Assignment: Report back every line from the entries below in which the word "value" occurs.

--- --- ---

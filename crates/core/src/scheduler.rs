use chrono::{DateTime, Duration, Utc};

use crate::model::{Quality, ReviewItem};

/// Lower bound for the ease factor. SM-2 never lets an item get harder than
/// this; there is deliberately no upper bound (see `apply_review`).
pub const MIN_EASE_FACTOR: f64 = 1.3;

//
// ─── SM-2 REVIEW UPDATE ────────────────────────────────────────────────────────
//

/// Applies a quality rating to an item, returning its next scheduling state.
///
/// Pure transformation over the scheduling fields; the caller persists the
/// returned item. The update follows the SM-2 variant:
///
/// 1. `review_count` increments and `last_reviewed` is stamped.
/// 2. `average_quality` absorbs the new rating into its running mean.
/// 3. On a pass (quality >= 3) the interval becomes 1, 6, or
///    `round(interval * ease_factor)` for the first, second, and later
///    repetitions, and `repetitions` increments. The multiplication reads
///    the ease factor from *before* this review's ease update, and the
///    already-rounded whole-day interval from the previous review.
/// 4. On a fail, `repetitions` resets to 0 and the interval drops to 1 day.
/// 5. The ease factor then shifts by
///    `0.1 - (5 - q) * (0.08 + (5 - q) * 0.02)`, clamped below at
///    [`MIN_EASE_FACTOR`]. There is no upper clamp: a long run of perfect
///    ratings grows the ease factor (and so the intervals) without bound.
/// 6. `next_review` lands `interval_days` whole days after `reviewed_at`.
#[must_use]
pub fn apply_review(item: &ReviewItem, quality: Quality, reviewed_at: DateTime<Utc>) -> ReviewItem {
    let mut next = item.clone();
    let q = f64::from(quality.value());

    next.review_count += 1;
    next.last_reviewed = Some(reviewed_at);
    next.average_quality = (next.average_quality * f64::from(next.review_count - 1) + q)
        / f64::from(next.review_count);

    if quality.is_passing() {
        next.interval_days = match next.repetitions {
            0 => 1,
            1 => 6,
            _ => {
                #[allow(clippy::cast_possible_truncation, clippy::cast_precision_loss)]
                let scaled = (next.interval_days as f64 * next.ease_factor).round() as i64;
                scaled
            }
        };
        next.repetitions += 1;
    } else {
        next.repetitions = 0;
        next.interval_days = 1;
    }

    let ease_delta = 0.1 - (5.0 - q) * (0.08 + (5.0 - q) * 0.02);
    next.ease_factor = (next.ease_factor + ease_delta).max(MIN_EASE_FACTOR);

    next.next_review = reviewed_at + Duration::days(next.interval_days);
    next
}

//
// ─── DUE-ITEM SELECTION ────────────────────────────────────────────────────────
//

/// Returns the items due for review at `now`, most overdue first.
///
/// Filters to `next_review <= now`, sorts ascending by `next_review`, and
/// truncates to `limit`. Pure read; empty input yields empty output.
#[must_use]
pub fn due_items(items: &[ReviewItem], now: DateTime<Utc>, limit: usize) -> Vec<ReviewItem> {
    let mut due: Vec<ReviewItem> = items
        .iter()
        .filter(|item| item.next_review <= now)
        .cloned()
        .collect();
    due.sort_by_key(|item| item.next_review);
    due.truncate(limit);
    due
}

//
// ─── TESTS ─────────────────────────────────────────────────────────────────────
//

#[cfg(test)]
mod tests {
    use super::*;
    use crate::model::{ReviewItem, UserId};
    use crate::time::fixed_now;

    fn build_item() -> ReviewItem {
        ReviewItem::new(UserId::new("u1"), "Q", "Rust", fixed_now())
    }

    fn quality(value: u8) -> Quality {
        Quality::new(value).unwrap()
    }

    #[test]
    fn first_pass_gives_one_day_interval() {
        let item = build_item();
        let updated = apply_review(&item, quality(4), fixed_now());

        assert_eq!(updated.interval_days, 1);
        assert_eq!(updated.repetitions, 1);
        assert_eq!(updated.review_count, 1);
        assert_eq!(updated.last_reviewed, Some(fixed_now()));
        assert_eq!(updated.next_review, fixed_now() + Duration::days(1));
    }

    #[test]
    fn second_pass_gives_six_day_interval() {
        let item = build_item();
        let first = apply_review(&item, quality(4), fixed_now());
        let second = apply_review(&first, quality(4), fixed_now());

        assert_eq!(second.interval_days, 6);
        assert_eq!(second.repetitions, 2);
        assert_eq!(second.next_review, fixed_now() + Duration::days(6));
    }

    #[test]
    fn third_pass_multiplies_by_ease_factor() {
        // Quality 4 leaves the ease factor untouched (delta is exactly 0),
        // so the third interval is round(6 * 2.5) = 15.
        let mut item = build_item();
        for _ in 0..2 {
            item = apply_review(&item, quality(4), fixed_now());
        }
        assert_eq!(item.ease_factor, 2.5);

        let third = apply_review(&item, quality(4), fixed_now());
        assert_eq!(third.interval_days, 15);
        assert_eq!(third.repetitions, 3);
    }

    #[test]
    fn interval_uses_ease_factor_from_before_the_update() {
        // Three perfect reviews: ease goes 2.5 -> 2.6 -> 2.7, and the third
        // interval must read 2.7 (the value before THIS review's update),
        // not 2.8: round(6 * 2.7) = 16.
        let mut item = build_item();
        item = apply_review(&item, quality(5), fixed_now());
        item = apply_review(&item, quality(5), fixed_now());
        assert!((item.ease_factor - 2.7).abs() < 1e-9);

        let third = apply_review(&item, quality(5), fixed_now());
        assert_eq!(third.interval_days, 16);
        assert!((third.ease_factor - 2.8).abs() < 1e-9);
    }

    #[test]
    fn rounded_interval_is_what_later_reviews_multiply() {
        // Continuing the perfect-streak run: the fourth interval multiplies
        // the stored whole-day 16, not the fractional 16.2 that produced it:
        // round(16 * 2.8) = 45.
        let mut item = build_item();
        for _ in 0..3 {
            item = apply_review(&item, quality(5), fixed_now());
        }
        assert_eq!(item.interval_days, 16);

        let fourth = apply_review(&item, quality(5), fixed_now());
        assert_eq!(fourth.interval_days, 45);
    }

    #[test]
    fn fail_resets_repetitions_and_interval() {
        let mut item = build_item();
        for _ in 0..4 {
            item = apply_review(&item, quality(5), fixed_now());
        }
        assert!(item.interval_days > 6);

        for q in 0..3 {
            let failed = apply_review(&item, quality(q), fixed_now());
            assert_eq!(failed.repetitions, 0);
            assert_eq!(failed.interval_days, 1);
            assert_eq!(failed.next_review, fixed_now() + Duration::days(1));
        }
    }

    #[test]
    fn ease_factor_never_drops_below_floor() {
        for start in [1.3, 2.5, 5.0] {
            let mut item = build_item().with_ease_factor(start);
            for _ in 0..10 {
                for q in 0..=5 {
                    item = apply_review(&item, quality(q), fixed_now());
                    assert!(item.ease_factor >= MIN_EASE_FACTOR);
                }
            }
        }
    }

    #[test]
    fn repeated_blackouts_converge_on_floor() {
        let mut item = build_item();
        for _ in 0..10 {
            item = apply_review(&item, quality(0), fixed_now());
        }
        assert!((item.ease_factor - MIN_EASE_FACTOR).abs() < 1e-9);
    }

    #[test]
    fn ease_factor_grows_without_upper_bound() {
        // No upper clamp on the ease factor.
        let mut item = build_item();
        for _ in 0..40 {
            item = apply_review(&item, quality(5), fixed_now());
        }
        assert!(item.ease_factor > 5.0);
    }

    #[test]
    fn average_quality_is_mean_of_all_ratings() {
        let ratings = [5, 2, 4, 0, 3, 3];
        let mut item = build_item();
        for q in ratings {
            item = apply_review(&item, quality(q), fixed_now());
        }

        let expected = ratings.iter().map(|&q| f64::from(q)).sum::<f64>() / ratings.len() as f64;
        assert!((item.average_quality - expected).abs() < 1e-9);
        assert_eq!(item.review_count, ratings.len() as u32);
    }

    #[test]
    fn average_quality_is_order_independent() {
        let forward = [1, 4, 5, 2];
        let backward = [2, 5, 4, 1];

        let mut a = build_item();
        for q in forward {
            a = apply_review(&a, quality(q), fixed_now());
        }
        let mut b = build_item();
        for q in backward {
            b = apply_review(&b, quality(q), fixed_now());
        }

        assert!((a.average_quality - b.average_quality).abs() < 1e-9);
    }

    #[test]
    fn scheduler_leaves_identity_fields_alone() {
        let item = build_item().with_answer("A").with_subtopic("sub");
        let updated = apply_review(&item, quality(3), fixed_now());

        assert_eq!(updated.id, item.id);
        assert_eq!(updated.user_id, item.user_id);
        assert_eq!(updated.question, item.question);
        assert_eq!(updated.answer, item.answer);
        assert_eq!(updated.topic, item.topic);
        assert_eq!(updated.created_at, item.created_at);
    }

    #[test]
    fn due_items_filters_and_orders_by_urgency() {
        let now = fixed_now();
        let mut one_day_over = build_item();
        one_day_over.next_review = now - Duration::days(1);
        let mut future = build_item();
        future.next_review = now + Duration::days(1);
        let mut three_days_over = build_item();
        three_days_over.next_review = now - Duration::days(3);

        let items = vec![one_day_over.clone(), future, three_days_over.clone()];
        let due = due_items(&items, now, 20);

        assert_eq!(due.len(), 2);
        assert_eq!(due[0].id, three_days_over.id);
        assert_eq!(due[1].id, one_day_over.id);
    }

    #[test]
    fn due_items_includes_exactly_due_and_respects_limit() {
        let now = fixed_now();
        let mut items = Vec::new();
        for offset in 0..5 {
            let mut item = build_item();
            item.next_review = now - Duration::days(offset);
            items.push(item);
        }

        let due = due_items(&items, now, 3);
        assert_eq!(due.len(), 3);
        // Most overdue first; the item due exactly now is included but last.
        assert_eq!(due[0].next_review, now - Duration::days(4));
        assert_eq!(due[2].next_review, now - Duration::days(2));

        let all = due_items(&items, now, 20);
        assert_eq!(all.len(), 5);
        assert_eq!(all[4].next_review, now);
    }

    #[test]
    fn due_items_empty_input_yields_empty_output() {
        assert!(due_items(&[], fixed_now(), 20).is_empty());
    }
}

--- --- ---

Task result:
    let q = f64::from(quality.value());
    fn quality(value: u8) -> Quality {
        Quality::new(value).unwrap()
        // interval must read 2.7 (the value before THIS review's update),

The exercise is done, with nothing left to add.